Pharmacological Study

Each group was further divided into two subgroups. After the baseline study, groups 1A and 2A received intravenous loading infusion of procainamide 15 mg/kg at a rate not exceeding 50 mg/min, followed by a maintenance infusion of 2 mg/min; groups 1B and 2B received intravenous infusion of dl- sotalol 1.5 mg/kg over 10 minutes.18 19 The electrophysiological study protocol and measurement were repeated to observe the pharmacological effects on the flutter reentrant circuit.

Definitions

The low right atrial isthmus was defined as a path formed by the orifice of the inferior vena cava, eustachian valve/ridge, coronary sinus ostium, and tricuspid annulus. Thus, the septal portion (1 cm lateral to the coronary sinus ostium) of the isthmus is contiguous to the posterior triangle of Koch.5 20 21 The lateral portion (1 cm medial to the orifice of inferior vena cava) of the isthmus merges into the pectinate muscles. The residual part of the isthmus was defined as the middle portion (Fig 1B). Counterclockwise (typical) atrial flutter was defined as an atrial flutter with craniocaudal activation of the anterior and lateral walls of the right atrium and caudocranial activation of the atrial septum, inverted P waves in the inferior leads, and positive P wave in lead V1. Clockwise atrial flutter was defined as an atrial flutter with a similar flutter cycle length and reverse activation sequence of the counterclockwise flutter. Atypical atrial flutter was defined as an atrial flutter other than the counterclockwise and clockwise atrial flutters.

Statistical Analysis

Quantitative values are expressed as mean±SD. Student’s paired t test was used for statistical comparison of the conduction velocity and effective refractory periods before and after infusion of antiarrhythmic drugs and for comparison of conduction velocity at 500 ms versus other pacing cycle lengths.

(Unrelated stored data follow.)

//! SQLite storage implementation
//!
//! This module provides a SQLite-based implementation of the Storage trait.

use crate::storage::schema::initialize_schema;
use crate::storage::traits::{Storage, StorageError, StorageResult};
use crate::storage::{DomainRecord, PageRecord, PageTermRecord, TermCounts, TermRecord};
use crate::IndexerError;
use chrono::Utc;
use rusqlite::{params, Connection, ErrorCode, OptionalExtension};
use std::path::Path;

/// SQLite storage backend
pub struct SqliteStorage {
    conn: Connection,
}

impl SqliteStorage {
    /// Creates a new SqliteStorage instance
    ///
    /// # Arguments
    ///
    /// * `path` - Path to the SQLite database file
    ///
    /// # Returns
    ///
    /// * `Ok(SqliteStorage)` - Successfully opened/created database
    /// * `Err(IndexerError)` - Failed to open database
    pub fn new(path: &Path) -> Result<Self, IndexerError> {
        let conn = Connection::open(path)?;

        conn.execute_batch(
            "
            PRAGMA journal_mode = WAL;
            PRAGMA synchronous = NORMAL;
            PRAGMA foreign_keys = ON;
            PRAGMA temp_store = MEMORY;
        ",
        )?;

        initialize_schema(&conn)?;

        Ok(Self { conn })
    }

    /// Creates an in-memory database
    pub fn new_in_memory() -> Result<Self, IndexerError> {
        let conn = Connection::open_in_memory()?;
        conn.execute_batch("PRAGMA foreign_keys = ON;")?;
        initialize_schema(&conn)?;
        Ok(Self { conn })
    }
}

/// Maps uniqueness failures to `ConstraintViolation`, everything else to `Sqlite`
fn constraint_or_sqlite(err: rusqlite::Error, what: impl FnOnce() -> String) -> StorageError {
    match err {
        rusqlite::Error::SqliteFailure(ref inner, _) if inner.code == ErrorCode::ConstraintViolation => {
            StorageError::ConstraintViolation(what())
        }
        other => StorageError::Sqlite(other),
    }
}

fn count(conn: &Connection, sql: &str) -> StorageResult<u64> {
    let count: i64 = conn.query_row(sql, [], |row| row.get(0))?;
    Ok(count as u64)
}

impl Storage for SqliteStorage {
    fn ping(&self) -> StorageResult<()> {
        let _: i64 = self.conn.query_row("SELECT 1", [], |row| row.get(0))?;
        Ok(())
    }

    // ===== Domains =====

    fn find_domain(&self, domain: &str) -> StorageResult<Option<DomainRecord>> {
        let record = self
            .conn
            .query_row(
                "SELECT domain_id, domain, is_https, registered_at FROM domains WHERE domain = ?1",
                params![domain],
                |row| {
                    Ok(DomainRecord {
                        id: row.get(0)?,
                        domain: row.get(1)?,
                        is_https: row.get(2)?,
                        registered_at: row.get(3)?,
                    })
                },
            )
            .optional()?;

        Ok(record)
    }

    fn insert_domain(&mut self, domain: &str, is_https: bool) -> StorageResult<i64> {
        let now = Utc::now().to_rfc3339();
        self.conn
            .execute(
                "INSERT INTO domains (domain, is_https, registered_at) VALUES (?1, ?2, ?3)",
                params![domain, is_https, now],
            )
            .map_err(|e| constraint_or_sqlite(e, || format!("domain {} already registered", domain)))?;

        Ok(self.conn.last_insert_rowid())
    }

    // ===== Pages =====

    fn page_exists(&self, domain: &str, path: &str) -> StorageResult<bool> {
        let exists: bool = self.conn.query_row(
            "SELECT EXISTS (
                SELECT 1 FROM pages p
                JOIN domains d ON d.domain_id = p.domain_id
                WHERE d.domain = ?1 AND p.url_path = ?2
            )",
            params![domain, path],
            |row| row.get(0),
        )?;
        Ok(exists)
    }

    fn find_page(&self, domain_id: i64, path: &str) -> StorageResult<Option<PageRecord>> {
        let page = self
            .conn
            .query_row(
                "SELECT page_id, domain_id, url_path, indexed_at FROM pages
                 WHERE domain_id = ?1 AND url_path = ?2",
                params![domain_id, path],
                |row| {
                    Ok(PageRecord {
                        id: row.get(0)?,
                        domain_id: row.get(1)?,
                        url_path: row.get(2)?,
                        indexed_at: row.get(3)?,
                    })
                },
            )
            .optional()?;

        Ok(page)
    }

    fn index_page(
        &mut self,
        domain_id: i64,
        path: &str,
        terms: &TermCounts,
    ) -> StorageResult<i64> {
        // Dropping `tx` on any early return rolls the whole page back.
        let tx = self.conn.transaction()?;

        let now = Utc::now().to_rfc3339();
        tx.execute(
            "INSERT INTO pages (domain_id, url_path, indexed_at) VALUES (?1, ?2, ?3)",
            params![domain_id, path, now],
        )
        .map_err(|e| {
            constraint_or_sqlite(e, || {
                format!("page {} rejected for domain {}", path, domain_id)
            })
        })?;

        let page_id: i64 = tx.query_row(
            "SELECT page_id FROM pages WHERE domain_id = ?1 AND url_path = ?2",
            params![domain_id, path],
            |row| row.get(0),
        )?;

        {
            let mut upsert_term = tx.prepare_cached(
                "INSERT INTO terms (term, document_frequency, idf) VALUES (?1, 1, 0.0)
                 ON CONFLICT(term) DO UPDATE SET document_frequency = document_frequency + 1
                 RETURNING term_id",
            )?;
            let mut insert_posting = tx.prepare_cached(
                "INSERT INTO page_terms (page_id, term_id, term_frequency) VALUES (?1, ?2, ?3)",
            )?;

            for (term, frequency) in terms {
                let term_id: i64 = upsert_term.query_row(params![term], |row| row.get(0))?;
                insert_posting.execute(params![page_id, term_id, frequency])?;
            }
        }

        tx.commit()?;
        Ok(page_id)
    }

    // ===== Terms =====

    fn find_term(&self, term: &str) -> StorageResult<Option<TermRecord>> {
        let record = self
            .conn
            .query_row(
                "SELECT term_id, term, document_frequency, idf FROM terms WHERE term = ?1",
                params![term],
                |row| {
                    Ok(TermRecord {
                        id: row.get(0)?,
                        term: row.get(1)?,
                        document_frequency: row.get(2)?,
                        idf: row.get(3)?,
                    })
                },
            )
            .optional()?;

        Ok(record)
    }

    fn page_terms(&self, page_id: i64) -> StorageResult<Vec<PageTermRecord>> {
        let mut stmt = self.conn.prepare(
            "SELECT pt.page_id, pt.term_id, t.term, pt.term_frequency
             FROM page_terms pt JOIN terms t ON t.term_id = pt.term_id
             WHERE pt.page_id = ?1
             ORDER BY t.term",
        )?;

        let postings = stmt
            .query_map(params![page_id], |row| {
                Ok(PageTermRecord {
                    page_id: row.get(0)?,
                    term_id: row.get(1)?,
                    term: row.get(2)?,
                    term_frequency: row.get(3)?,
                })
            })?
            .collect::<Result<Vec<_>, _>>()?;

        Ok(postings)
    }

    fn top_terms(&self, limit: usize) -> StorageResult<Vec<TermRecord>> {
        let mut stmt = self.conn.prepare(
            "SELECT term_id, term, document_frequency, idf FROM terms
             ORDER BY document_frequency DESC, term ASC
             LIMIT ?1",
        )?;

        let terms = stmt
            .query_map(params![limit as i64], |row| {
                Ok(TermRecord {
                    id: row.get(0)?,
                    term: row.get(1)?,
                    document_frequency: row.get(2)?,
                    idf: row.get(3)?,
                })
            })?
            .collect::<Result<Vec<_>, _>>()?;

        Ok(terms)
    }

    // ===== Stems =====

    fn find_stem(&self, word: &str) -> StorageResult<Option<String>> {
        let stem = self
            .conn
            .query_row(
                "SELECT stem FROM stems WHERE word = ?1",
                params![word],
                |row| row.get(0),
            )
            .optional()?;
        Ok(stem)
    }

    fn insert_stem(&mut self, word: &str, stem: &str) -> StorageResult<()> {
        self.conn.execute(
            "INSERT OR IGNORE INTO stems (word, stem) VALUES (?1, ?2)",
            params![word, stem],
        )?;
        Ok(())
    }

    // ===== Statistics =====

    fn count_domains(&self) -> StorageResult<u64> {
        count(&self.conn, "SELECT COUNT(*) FROM domains")
    }

    fn count_pages(&self) -> StorageResult<u64> {
        count(&self.conn, "SELECT COUNT(*) FROM pages")
    }

    fn count_terms(&self) -> StorageResult<u64> {
        count(&self.conn, "SELECT COUNT(*) FROM terms")
    }

    fn count_page_terms(&self) -> StorageResult<u64> {
        count(&self.conn, "SELECT COUNT(*) FROM page_terms")
    }

    fn count_stems(&self) -> StorageResult<u64> {
        count(&self.conn, "SELECT COUNT(*) FROM stems")
    }
}
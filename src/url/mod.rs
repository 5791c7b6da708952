//! URL handling module for Sumi-Indexer
//!
//! Decides which discovered links stay on the crawled domain and turns them
//! into paths for the crawl worklist.

mod domain;
mod resolve;

pub use domain::{authority, is_same_domain, normalize_domain};
pub use resolve::resolve_link;

pub use crate::config::validate_domain;
use crate::url::domain::is_same_domain;
use url::{ParseError, Url};

/// Resolves an anchor `href` into a same-domain path worth following
///
/// # Rules
///
/// 1. The value is trimmed; empty values are rejected
/// 2. Absolute URLs must use `http` or `https` and point at `domain`
/// 3. Relative references must already start with `/`; they are joined onto
///    `http://<domain>/` only to normalise dot segments and percent-encoding
/// 4. Protocol-relative references (`//host/...`) are host-checked like
///    absolute ones
/// 5. Query strings and fragments are dropped
///
/// # Returns
///
/// * `Some(path)` - The URL path to crawl
/// * `None` - The link must not be followed
///
/// # Examples
///
/// ```
/// use sumi_indexer::url::resolve_link;
///
/// assert_eq!(resolve_link("/about?x=1", "example.com"), Some("/about".to_string()));
/// assert_eq!(resolve_link("https://example.com/a/../b", "example.com"), Some("/b".to_string()));
/// assert_eq!(resolve_link("https://other.com/", "example.com"), None);
/// assert_eq!(resolve_link("page.html", "example.com"), None);
/// ```
pub fn resolve_link(href: &str, domain: &str) -> Option<String> {
    let href = href.trim();
    if href.is_empty() {
        return None;
    }

    let url = match Url::parse(href) {
        Ok(url) => url,
        Err(ParseError::RelativeUrlWithoutBase) => {
            if !href.starts_with('/') {
                return None;
            }
            let base = Url::parse(&format!("http://{}/", domain)).ok()?;
            base.join(href).ok()?
        }
        Err(_) => return None,
    };

    if !matches!(url.scheme(), "http" | "https") {
        return None;
    }

    if !is_same_domain(&url, domain) {
        return None;
    }

    let path = url.path();
    if !path.starts_with('/') {
        return None;
    }

    Some(path.to_string())
}
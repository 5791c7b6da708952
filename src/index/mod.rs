//! Index construction
//!
//! - `tokenize`: lower-cased alphanumeric tokens
//! - `stem`: the stemming capability and its memory/store memo layers
//! - `indexer`: per-page term counting and transactional commit

mod indexer;
mod stem;
mod tokenize;

pub use indexer::{IndexedPage, PageIndexer};
pub use stem::{SnowballStemmer, StemCache, StemError, StemIndex, Stemmer};
pub use tokenize::tokenize;
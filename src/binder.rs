//! Binder model: a named mapping from card name to MTGO catalog ID.
//!
//! Keys are stored exactly as they appeared in their source and keep
//! their insertion order, so a binder written back to a .dek file lists
//! cards in the order they were read. Binders are never changed after
//! construction; [`combine_binders`] and [`Binder::fuzzy_subset_match`]
//! return new ones.

use crate::card_matching::match_card;
use crate::diagnostics::{Diagnostic, Outcome};
use crate::error::{DraftError, Result};
use std::collections::HashMap;

#[derive(Debug, Clone, Default)]
pub struct Binder {
    name: String,
    entries: Vec<(String, String)>,
    index: HashMap<String, usize>,
}

impl Binder {
    /// Empty binder with the given label
    pub fn new(name: impl Into<String>) -> Self {
        Self {
            name: name.into(),
            entries: Vec::new(),
            index: HashMap::new(),
        }
    }

    /// Build a binder from `(card name, CatID)` pairs.
    ///
    /// Pairs with an empty name or CatID are dropped. A repeated name
    /// keeps its first position and takes the later CatID.
    pub fn from_pairs<I, N, C>(name: impl Into<String>, pairs: I) -> Self
    where
        I: IntoIterator<Item = (N, C)>,
        N: Into<String>,
        C: Into<String>,
    {
        let mut binder = Self::new(name);
        for (card_name, catid) in pairs {
            let (card_name, catid) = (card_name.into(), catid.into());
            if card_name.trim().is_empty() || catid.trim().is_empty() {
                log::debug!("Dropping incomplete entry '{card_name}' -> '{catid}'");
                continue;
            }
            binder.insert(card_name, catid);
        }
        binder
    }

    /// Insert or overwrite, returning the replaced CatID if any
    pub(crate) fn insert(&mut self, card_name: String, catid: String) -> Option<String> {
        match self.index.get(&card_name) {
            Some(&pos) => Some(std::mem::replace(&mut self.entries[pos].1, catid)),
            None => {
                self.index.insert(card_name.clone(), self.entries.len());
                self.entries.push((card_name, catid));
                None
            }
        }
    }

    pub fn name(&self) -> &str {
        &self.name
    }

    pub fn len(&self) -> usize {
        self.entries.len()
    }

    pub fn is_empty(&self) -> bool {
        self.entries.is_empty()
    }

    /// CatID stored under exactly this key
    pub fn get(&self, card_name: &str) -> Option<&str> {
        self.index
            .get(card_name)
            .map(|&pos| self.entries[pos].1.as_str())
    }

    /// Stored key and CatID for exactly this key
    pub fn get_key_value(&self, card_name: &str) -> Option<(&str, &str)> {
        self.index.get(card_name).map(|&pos| {
            let (name, catid) = &self.entries[pos];
            (name.as_str(), catid.as_str())
        })
    }

    /// True if `card_name` is a key verbatim
    pub fn contains(&self, card_name: &str) -> bool {
        self.index.contains_key(card_name)
    }

    /// Card names in insertion order
    pub fn card_names(&self) -> impl Iterator<Item = &str> {
        self.entries.iter().map(|(name, _)| name.as_str())
    }

    /// `(card name, CatID)` pairs in insertion order
    pub fn iter(&self) -> impl Iterator<Item = (&str, &str)> {
        self.entries
            .iter()
            .map(|(name, catid)| (name.as_str(), catid.as_str()))
    }

    /// Contents as a plain map, ignoring order and label
    pub fn to_map(&self) -> HashMap<String, String> {
        self.entries.iter().cloned().collect()
    }

    /// Subset of this binder for the requested card names.
    ///
    /// Each name is resolved with the split-card fallbacks of
    /// [`match_card`] and stored under the name as requested, not the key
    /// it resolved to. Names that resolve to nothing are skipped and
    /// reported as [`Diagnostic::UnmatchedCard`].
    pub fn fuzzy_subset_match<S: AsRef<str>>(
        &self,
        wanted_names: &[S],
        subset_label: impl Into<String>,
    ) -> Outcome<Binder> {
        let mut subset = Binder::new(subset_label);
        let mut diagnostics = Vec::new();

        for wanted in wanted_names {
            let wanted = wanted.as_ref();
            match match_card(wanted, self) {
                Ok(found) => {
                    subset.insert(wanted.to_string(), found.catalog_id.to_string());
                }
                Err(diagnostic) => diagnostics.push(diagnostic),
            }
        }

        log::info!(
            "Built binder '{}' with {} of {} requested cards from '{}'",
            subset.name,
            subset.len(),
            wanted_names.len(),
            self.name
        );
        Outcome::with_diagnostics(subset, diagnostics)
    }
}

/// Union of two binders.
///
/// A card present in both with the same CatID is kept once; with
/// different CatIDs the merge fails with [`DraftError::MergeConflict`]
/// naming `b1` first. The result is labelled `"<b1>+<b2>"`.
pub fn combine_binders(b1: &Binder, b2: &Binder) -> Result<Binder> {
    let mut merged = b1.clone();
    merged.name = format!("{}+{}", b1.name, b2.name);

    for (card_name, catid) in b2.iter() {
        if let Some(existing) = b1.get(card_name) {
            if existing != catid {
                return Err(DraftError::MergeConflict {
                    card: card_name.to_string(),
                    first: b1.name.clone(),
                    second: b2.name.clone(),
                    first_id: existing.to_string(),
                    second_id: catid.to_string(),
                });
            }
            continue;
        }
        merged.insert(card_name.to_string(), catid.to_string());
    }

    log::debug!(
        "Combined '{}' ({} cards) and '{}' ({} cards) into {} cards",
        b1.name,
        b1.len(),
        b2.name,
        b2.len(),
        merged.len()
    );
    Ok(merged)
}

/// Unmatched card names from a list of diagnostics
pub fn unmatched_cards(diagnostics: &[Diagnostic]) -> Vec<&str> {
    diagnostics
        .iter()
        .filter_map(|d| match d {
            Diagnostic::UnmatchedCard { card } => Some(card.as_str()),
            _ => None,
        })
        .collect()
}

#[cfg(test)]
#[path = "binder_tests.rs"]
mod tests;
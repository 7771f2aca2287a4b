//! Draft Binders - MTGO draft rentals & trade binders
//!
//! Compares drafted card lists against an owned `.dek` collection to find
//! the cards that have to be rented, and builds per-player trade binders
//! from the owned and rented collections once the draft is over.

pub mod binder;
pub mod card_matching;
pub mod config;
pub mod dek;
pub mod diagnostics;
pub mod draft_list;
pub mod error;
pub mod hypergeometric;
pub mod names;
pub mod owned_csv;
pub mod ownership;
pub mod rentals;
pub mod workflow;

pub use binder::{combine_binders, Binder};
pub use card_matching::{find_catalog_id, match_card, CardMatch, MatchRule};
pub use config::DraftConfig;
pub use dek::{read_dek_file, to_dek_string, write_dek_file};
pub use diagnostics::{Diagnostic, Outcome};
pub use error::{DraftError, Result};
pub use hypergeometric::{hypergeom_p_more_than, Hypergeometric};
pub use names::{normalize_name, CardAliases};
pub use rentals::{compute_rentals, exact_rental_check};
//! Error types for draft_binders

use std::path::PathBuf;
use thiserror::Error;

/// Unified error type for draft_binders operations
#[derive(Debug, Error)]
pub enum DraftError {
    /// Reading or writing a file failed
    #[error("I/O error on {}: {source}", path.display())]
    Io {
        path: PathBuf,
        #[source]
        source: std::io::Error,
    },

    /// A .dek file is not well-formed XML
    #[error("Failed to parse {}: {source}", path.display())]
    Xml {
        path: PathBuf,
        #[source]
        source: roxmltree::Error,
    },

    /// A .dek file is XML but not a deck
    #[error("Invalid .dek file {}: {reason}", path.display())]
    InvalidDek { path: PathBuf, reason: String },

    /// CSV export could not be read
    #[error("CSV error: {0}")]
    Csv(#[from] csv::Error),

    /// Configuration file could not be parsed
    #[error("Invalid configuration in {}: {source}", path.display())]
    Config {
        path: PathBuf,
        #[source]
        source: serde_json::Error,
    },

    /// Same card name with different catalog IDs in two binders
    #[error(
        "Conflict for card '{card}' between binders '{first}' (CatID {first_id}) and '{second}' (CatID {second_id})"
    )]
    MergeConflict {
        card: String,
        first: String,
        second: String,
        first_id: String,
        second_id: String,
    },

    /// More rentals than the rental service allows
    #[error("{count} rentals required, more than the limit of {cap}")]
    ThresholdExceeded { count: usize, cap: usize },

    /// Sample size larger than the population it is drawn from
    #[error("Sample size {sample} cannot exceed population size {population}")]
    InvalidSampleSize { sample: u64, population: u64 },

    /// More successes than population members
    #[error("Success count {successes} cannot exceed population size {population}")]
    InvalidCounts { successes: u64, population: u64 },

    /// No rented .dek file could be found
    #[error("No .dek file found in {}", dir.display())]
    NoRentedBinder { dir: PathBuf },

    /// Draft directory already exists
    #[error("Draft directory already exists: {}", path.display())]
    DraftExists { path: PathBuf },

    /// Draft directory has not been set up
    #[error("Draft directory not found: {}", path.display())]
    DraftNotFound { path: PathBuf },

    /// Draft name is empty after trimming
    #[error("No draft name provided")]
    InvalidDraftName,

    /// Card list is empty after stripping blank lines and comments
    #[error("No cards in population (card list is empty)")]
    EmptyPopulation,
}

impl DraftError {
    /// Wrap an I/O error with the path it happened on
    pub fn io(path: impl Into<PathBuf>, source: std::io::Error) -> Self {
        DraftError::Io {
            path: path.into(),
            source,
        }
    }
}

/// Result alias for draft_binders operations
pub type Result<T> = std::result::Result<T, DraftError>;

Student’s unpaired t test was used for statistical comparison of conduction velocity, effective refractory periods, and drug responses between groups 1 and 2. Statistical analysis of conduction velocity in the septal, middle, and lateral isthmus was performed with the use of ANOVA test. χ2 test and Fisher’s exact test were used for analysis of relationship between the pacing site and type of atrial flutter. A value of P<.05 was considered statistically significant.

Results

Group 1

Conduction Velocity

Conduction velocity from the septal isthmus to the lateral isthmus during pacing from the coronary sinus ostium and from lateral isthmus to septal isthmus during pacing from the low lateral right atrium at 500-, 450-, 400-, 350-, 300-, and 250-ms drive cycle lengths was significantly lower than that in the lateral wall during pacing from the low lateral right atrium before and after infusion of antiarrhythmic drugs (Figs 2A, 2B, 3A, and 3B). Conduction velocity in the lateral isthmus (0.842±0.045 and 0.886±0.051 m/s) during atrial pacing from the low right atrium and coronary sinus ostium at 250-ms cycle length was significantly higher than that in the middle (0.382±0.044 and 0.396±0.047 m/s) and septal (0.345±0.040 and 0.352±0.039 m/s) isthmus (P<.05). Procainamide significantly decreased the conduction velocity at all pacing cycle lengths in the isthmus and lateral wall in group 1A (Fig 2A and 2B), but sotalol did not change the conduction velocity at any pacing cycle length in group 1B (Fig 3A and 3B).

Figure 2.
Figure 2.

Conduction velocity in the right atrial free wall (FW) and low right atrial isthmus (IS) during different pacing cycle lengths in the baseline state and after infusion of procainamide (group 1A). A, Results from coronary sinus ostial pacing; B, results from low right atrial pacing. *P<.05, baseline vs procainamide; †P<.05, 500 ms vs other pacing cycle lengths.

Figure 3.
Figure 3.

Conduction velocity in the right atrial free wall (FW) and low right atrial isthmus (IS) during different pacing cycle lengths in the baseline state and after infusion of sotalol (group 1B). A, Results from coronary sinus ostial pacing; B, results from low right atrial pacing. †P<.05, 500 ms vs other pacing cycle lengths.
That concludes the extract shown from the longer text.